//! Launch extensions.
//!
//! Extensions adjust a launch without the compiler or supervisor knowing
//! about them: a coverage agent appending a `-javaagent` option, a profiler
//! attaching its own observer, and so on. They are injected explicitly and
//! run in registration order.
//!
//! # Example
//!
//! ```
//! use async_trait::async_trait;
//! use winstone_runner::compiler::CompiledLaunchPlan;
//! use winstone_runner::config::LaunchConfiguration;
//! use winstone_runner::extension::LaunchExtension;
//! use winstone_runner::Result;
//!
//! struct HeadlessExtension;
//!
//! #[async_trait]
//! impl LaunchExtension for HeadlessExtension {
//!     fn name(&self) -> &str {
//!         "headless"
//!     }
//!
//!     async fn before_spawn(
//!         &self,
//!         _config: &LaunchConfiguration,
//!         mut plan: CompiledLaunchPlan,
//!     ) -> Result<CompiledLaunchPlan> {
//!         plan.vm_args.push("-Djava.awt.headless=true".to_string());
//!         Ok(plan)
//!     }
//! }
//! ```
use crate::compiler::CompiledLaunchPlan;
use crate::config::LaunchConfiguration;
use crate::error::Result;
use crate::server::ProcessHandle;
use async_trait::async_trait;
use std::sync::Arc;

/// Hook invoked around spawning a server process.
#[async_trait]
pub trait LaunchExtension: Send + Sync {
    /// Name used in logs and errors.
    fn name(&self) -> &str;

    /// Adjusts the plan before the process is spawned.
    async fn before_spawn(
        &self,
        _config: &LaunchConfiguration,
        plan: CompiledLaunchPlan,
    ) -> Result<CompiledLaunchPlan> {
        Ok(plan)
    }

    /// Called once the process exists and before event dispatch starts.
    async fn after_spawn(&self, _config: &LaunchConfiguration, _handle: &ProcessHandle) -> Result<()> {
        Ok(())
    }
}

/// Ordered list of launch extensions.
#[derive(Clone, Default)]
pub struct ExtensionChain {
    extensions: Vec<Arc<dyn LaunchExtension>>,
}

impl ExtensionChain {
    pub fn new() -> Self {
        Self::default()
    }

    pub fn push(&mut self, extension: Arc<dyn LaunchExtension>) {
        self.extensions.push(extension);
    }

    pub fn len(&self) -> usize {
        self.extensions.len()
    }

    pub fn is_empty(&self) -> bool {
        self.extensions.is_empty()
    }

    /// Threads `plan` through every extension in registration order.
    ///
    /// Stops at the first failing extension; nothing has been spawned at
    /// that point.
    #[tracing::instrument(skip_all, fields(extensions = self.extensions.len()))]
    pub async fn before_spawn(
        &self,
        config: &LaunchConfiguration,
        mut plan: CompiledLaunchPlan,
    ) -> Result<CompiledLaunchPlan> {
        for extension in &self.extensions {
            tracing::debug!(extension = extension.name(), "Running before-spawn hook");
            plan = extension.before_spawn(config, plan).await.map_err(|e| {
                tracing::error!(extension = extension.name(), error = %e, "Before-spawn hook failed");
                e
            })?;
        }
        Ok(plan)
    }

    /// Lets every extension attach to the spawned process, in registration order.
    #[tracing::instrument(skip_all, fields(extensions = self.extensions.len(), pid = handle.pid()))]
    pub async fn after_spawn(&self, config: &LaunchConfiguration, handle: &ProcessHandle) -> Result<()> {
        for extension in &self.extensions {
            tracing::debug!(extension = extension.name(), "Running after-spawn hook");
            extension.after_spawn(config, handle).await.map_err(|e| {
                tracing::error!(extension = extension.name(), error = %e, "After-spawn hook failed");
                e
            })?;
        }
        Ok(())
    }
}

::::::

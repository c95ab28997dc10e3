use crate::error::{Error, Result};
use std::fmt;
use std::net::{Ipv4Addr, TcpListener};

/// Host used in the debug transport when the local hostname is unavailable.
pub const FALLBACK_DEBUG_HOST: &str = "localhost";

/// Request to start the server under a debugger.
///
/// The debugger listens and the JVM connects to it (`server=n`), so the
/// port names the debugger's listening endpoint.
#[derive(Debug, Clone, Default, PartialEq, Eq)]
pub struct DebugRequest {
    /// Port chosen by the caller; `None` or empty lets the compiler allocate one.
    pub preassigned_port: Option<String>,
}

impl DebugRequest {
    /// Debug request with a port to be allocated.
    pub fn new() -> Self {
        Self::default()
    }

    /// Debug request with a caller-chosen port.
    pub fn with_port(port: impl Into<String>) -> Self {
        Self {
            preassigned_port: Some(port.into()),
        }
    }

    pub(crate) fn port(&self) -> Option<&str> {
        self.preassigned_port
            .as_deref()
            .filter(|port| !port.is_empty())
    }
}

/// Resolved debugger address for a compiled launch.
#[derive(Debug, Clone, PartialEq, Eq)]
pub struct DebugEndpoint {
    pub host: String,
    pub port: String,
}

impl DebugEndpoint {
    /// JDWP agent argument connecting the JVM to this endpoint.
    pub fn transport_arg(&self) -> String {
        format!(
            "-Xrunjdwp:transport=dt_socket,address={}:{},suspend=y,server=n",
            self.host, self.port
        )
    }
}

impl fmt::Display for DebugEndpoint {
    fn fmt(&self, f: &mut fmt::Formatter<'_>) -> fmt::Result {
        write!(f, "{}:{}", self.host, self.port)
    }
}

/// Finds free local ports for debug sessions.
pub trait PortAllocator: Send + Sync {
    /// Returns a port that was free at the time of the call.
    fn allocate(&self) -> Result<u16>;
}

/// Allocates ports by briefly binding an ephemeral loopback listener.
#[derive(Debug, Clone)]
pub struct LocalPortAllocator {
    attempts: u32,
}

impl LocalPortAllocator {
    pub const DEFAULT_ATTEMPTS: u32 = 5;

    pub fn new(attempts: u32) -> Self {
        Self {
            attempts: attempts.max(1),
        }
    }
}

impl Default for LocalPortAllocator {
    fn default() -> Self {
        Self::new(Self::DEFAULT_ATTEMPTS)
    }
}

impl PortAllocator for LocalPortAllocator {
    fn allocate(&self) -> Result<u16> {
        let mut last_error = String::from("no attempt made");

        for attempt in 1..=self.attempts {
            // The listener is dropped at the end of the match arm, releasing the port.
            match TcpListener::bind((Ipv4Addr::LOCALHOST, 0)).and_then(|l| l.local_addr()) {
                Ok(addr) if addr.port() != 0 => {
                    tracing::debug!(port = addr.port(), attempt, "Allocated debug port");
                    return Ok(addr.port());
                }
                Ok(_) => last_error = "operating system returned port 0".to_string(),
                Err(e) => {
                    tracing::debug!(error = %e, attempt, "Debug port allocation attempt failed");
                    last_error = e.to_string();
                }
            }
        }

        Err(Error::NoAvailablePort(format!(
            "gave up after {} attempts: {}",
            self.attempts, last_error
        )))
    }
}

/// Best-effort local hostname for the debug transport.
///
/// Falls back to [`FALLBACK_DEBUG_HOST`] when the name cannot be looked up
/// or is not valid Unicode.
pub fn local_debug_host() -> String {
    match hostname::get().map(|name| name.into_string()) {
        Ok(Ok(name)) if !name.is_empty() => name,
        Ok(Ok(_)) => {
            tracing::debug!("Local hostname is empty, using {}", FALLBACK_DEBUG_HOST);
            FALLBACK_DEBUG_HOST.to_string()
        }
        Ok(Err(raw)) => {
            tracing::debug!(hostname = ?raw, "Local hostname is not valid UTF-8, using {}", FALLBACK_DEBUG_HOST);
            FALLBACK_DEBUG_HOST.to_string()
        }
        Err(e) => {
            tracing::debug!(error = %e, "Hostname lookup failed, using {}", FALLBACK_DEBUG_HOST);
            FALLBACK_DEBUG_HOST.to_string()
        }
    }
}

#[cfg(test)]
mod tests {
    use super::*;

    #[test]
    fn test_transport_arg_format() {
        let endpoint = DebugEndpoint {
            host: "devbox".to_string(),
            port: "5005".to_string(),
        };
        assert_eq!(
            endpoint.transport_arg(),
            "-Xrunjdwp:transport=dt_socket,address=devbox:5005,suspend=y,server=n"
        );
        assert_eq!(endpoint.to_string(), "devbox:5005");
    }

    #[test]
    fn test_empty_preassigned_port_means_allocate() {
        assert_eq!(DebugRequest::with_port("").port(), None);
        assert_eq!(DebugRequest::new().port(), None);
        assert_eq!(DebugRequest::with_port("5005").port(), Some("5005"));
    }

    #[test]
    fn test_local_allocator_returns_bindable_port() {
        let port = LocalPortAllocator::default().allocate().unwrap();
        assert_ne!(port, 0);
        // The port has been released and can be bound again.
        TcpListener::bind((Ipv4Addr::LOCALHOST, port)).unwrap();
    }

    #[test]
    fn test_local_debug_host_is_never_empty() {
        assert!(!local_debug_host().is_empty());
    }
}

::::::

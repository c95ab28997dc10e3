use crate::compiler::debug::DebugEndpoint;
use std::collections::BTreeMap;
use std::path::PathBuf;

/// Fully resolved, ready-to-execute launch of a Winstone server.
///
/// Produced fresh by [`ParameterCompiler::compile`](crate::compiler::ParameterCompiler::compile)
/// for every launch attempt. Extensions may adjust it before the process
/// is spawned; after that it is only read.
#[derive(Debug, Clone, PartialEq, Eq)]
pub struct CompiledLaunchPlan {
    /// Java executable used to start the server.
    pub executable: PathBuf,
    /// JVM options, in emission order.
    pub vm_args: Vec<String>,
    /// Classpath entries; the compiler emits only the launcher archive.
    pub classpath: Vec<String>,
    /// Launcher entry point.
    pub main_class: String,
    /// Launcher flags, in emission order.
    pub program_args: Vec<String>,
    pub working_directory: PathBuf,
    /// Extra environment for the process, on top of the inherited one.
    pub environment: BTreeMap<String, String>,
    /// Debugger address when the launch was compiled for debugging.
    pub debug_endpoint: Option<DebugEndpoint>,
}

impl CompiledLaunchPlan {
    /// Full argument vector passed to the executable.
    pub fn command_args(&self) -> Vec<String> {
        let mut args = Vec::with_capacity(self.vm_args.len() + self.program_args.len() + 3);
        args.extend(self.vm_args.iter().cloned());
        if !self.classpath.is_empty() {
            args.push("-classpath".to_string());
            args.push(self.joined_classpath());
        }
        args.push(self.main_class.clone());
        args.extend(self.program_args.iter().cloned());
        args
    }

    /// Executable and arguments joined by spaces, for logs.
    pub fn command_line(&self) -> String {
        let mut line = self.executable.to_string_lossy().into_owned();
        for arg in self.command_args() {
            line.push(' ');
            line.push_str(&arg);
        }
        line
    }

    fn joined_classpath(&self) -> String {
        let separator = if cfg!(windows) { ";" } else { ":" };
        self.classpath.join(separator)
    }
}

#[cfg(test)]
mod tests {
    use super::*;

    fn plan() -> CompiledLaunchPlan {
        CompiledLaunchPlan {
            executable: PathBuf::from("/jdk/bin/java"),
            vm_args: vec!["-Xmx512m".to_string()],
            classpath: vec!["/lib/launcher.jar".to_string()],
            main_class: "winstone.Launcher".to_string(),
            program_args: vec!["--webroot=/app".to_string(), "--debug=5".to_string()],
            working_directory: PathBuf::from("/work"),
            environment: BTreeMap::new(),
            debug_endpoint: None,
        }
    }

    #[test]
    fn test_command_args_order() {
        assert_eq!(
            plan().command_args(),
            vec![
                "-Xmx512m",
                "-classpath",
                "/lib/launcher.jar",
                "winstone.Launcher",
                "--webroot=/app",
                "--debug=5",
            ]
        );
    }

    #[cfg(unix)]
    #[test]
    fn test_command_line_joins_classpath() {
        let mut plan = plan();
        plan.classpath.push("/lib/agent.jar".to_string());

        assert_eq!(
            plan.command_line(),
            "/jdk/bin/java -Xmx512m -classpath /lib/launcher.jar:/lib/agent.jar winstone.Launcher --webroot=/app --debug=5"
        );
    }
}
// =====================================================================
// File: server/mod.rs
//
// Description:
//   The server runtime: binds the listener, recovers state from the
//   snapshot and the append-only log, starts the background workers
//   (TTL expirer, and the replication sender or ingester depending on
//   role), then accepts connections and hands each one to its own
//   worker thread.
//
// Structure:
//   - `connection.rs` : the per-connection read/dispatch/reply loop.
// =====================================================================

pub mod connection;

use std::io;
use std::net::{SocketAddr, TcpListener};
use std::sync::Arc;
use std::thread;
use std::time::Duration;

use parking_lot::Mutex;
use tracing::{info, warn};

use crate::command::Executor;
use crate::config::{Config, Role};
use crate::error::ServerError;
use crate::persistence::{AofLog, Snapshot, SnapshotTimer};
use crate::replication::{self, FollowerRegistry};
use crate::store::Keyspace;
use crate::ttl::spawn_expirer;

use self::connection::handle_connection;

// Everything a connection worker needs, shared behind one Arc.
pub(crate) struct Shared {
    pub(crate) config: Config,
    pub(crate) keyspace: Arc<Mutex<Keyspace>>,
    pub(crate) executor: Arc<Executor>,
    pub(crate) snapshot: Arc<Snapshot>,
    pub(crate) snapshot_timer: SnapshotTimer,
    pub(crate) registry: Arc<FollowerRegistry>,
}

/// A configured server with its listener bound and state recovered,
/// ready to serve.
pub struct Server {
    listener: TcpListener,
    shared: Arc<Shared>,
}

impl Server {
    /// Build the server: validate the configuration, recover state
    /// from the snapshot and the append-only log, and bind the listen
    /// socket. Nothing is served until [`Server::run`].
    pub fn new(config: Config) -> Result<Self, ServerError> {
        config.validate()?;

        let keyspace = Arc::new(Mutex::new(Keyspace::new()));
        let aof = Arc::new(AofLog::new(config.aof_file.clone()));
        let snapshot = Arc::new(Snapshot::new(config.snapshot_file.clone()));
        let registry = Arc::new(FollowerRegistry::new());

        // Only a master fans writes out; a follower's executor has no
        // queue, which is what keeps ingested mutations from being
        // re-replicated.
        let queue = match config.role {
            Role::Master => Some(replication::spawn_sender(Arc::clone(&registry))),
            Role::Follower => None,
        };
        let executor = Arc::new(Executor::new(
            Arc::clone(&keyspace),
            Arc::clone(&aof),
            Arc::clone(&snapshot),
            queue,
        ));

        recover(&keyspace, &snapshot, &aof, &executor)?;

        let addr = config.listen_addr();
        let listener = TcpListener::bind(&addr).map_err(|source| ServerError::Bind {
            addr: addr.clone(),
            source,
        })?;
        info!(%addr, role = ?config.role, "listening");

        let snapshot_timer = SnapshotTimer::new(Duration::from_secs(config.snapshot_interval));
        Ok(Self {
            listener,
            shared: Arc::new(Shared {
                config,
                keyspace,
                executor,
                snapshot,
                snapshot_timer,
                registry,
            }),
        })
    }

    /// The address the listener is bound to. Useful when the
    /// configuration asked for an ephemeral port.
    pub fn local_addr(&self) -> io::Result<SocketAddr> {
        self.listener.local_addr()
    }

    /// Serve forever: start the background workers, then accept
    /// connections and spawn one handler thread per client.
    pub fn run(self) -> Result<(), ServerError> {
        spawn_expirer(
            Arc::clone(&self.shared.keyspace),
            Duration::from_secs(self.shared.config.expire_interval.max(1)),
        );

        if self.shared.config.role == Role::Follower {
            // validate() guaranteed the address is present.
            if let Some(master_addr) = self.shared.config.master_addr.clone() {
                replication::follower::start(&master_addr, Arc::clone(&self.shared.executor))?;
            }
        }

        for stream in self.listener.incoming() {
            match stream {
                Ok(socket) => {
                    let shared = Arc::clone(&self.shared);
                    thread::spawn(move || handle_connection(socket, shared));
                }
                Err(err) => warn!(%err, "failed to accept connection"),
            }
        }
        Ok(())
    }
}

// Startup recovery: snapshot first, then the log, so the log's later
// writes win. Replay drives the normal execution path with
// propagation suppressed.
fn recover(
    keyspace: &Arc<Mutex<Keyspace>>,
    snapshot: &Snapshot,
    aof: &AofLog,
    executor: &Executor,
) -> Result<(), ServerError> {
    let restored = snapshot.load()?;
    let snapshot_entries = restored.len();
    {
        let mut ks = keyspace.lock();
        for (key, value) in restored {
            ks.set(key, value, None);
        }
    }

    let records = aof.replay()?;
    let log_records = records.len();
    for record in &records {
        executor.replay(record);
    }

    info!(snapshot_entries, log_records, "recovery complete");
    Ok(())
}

::::::

* **INSTRUCTIONS FOR THE TASK**:
In the listing above, find the line with "configuration, recover state" and the line with "config.validate()?;"; output exactly those lines and all lines between them.

* **OUTPUT**:
    /// Build the server: validate the configuration, recover state
    /// from the snapshot and the append-only log, and bind the listen
    /// socket. Nothing is served until [`Server::run`].
    pub fn new(config: Config) -> Result<Self, ServerError> {
        config.validate()?;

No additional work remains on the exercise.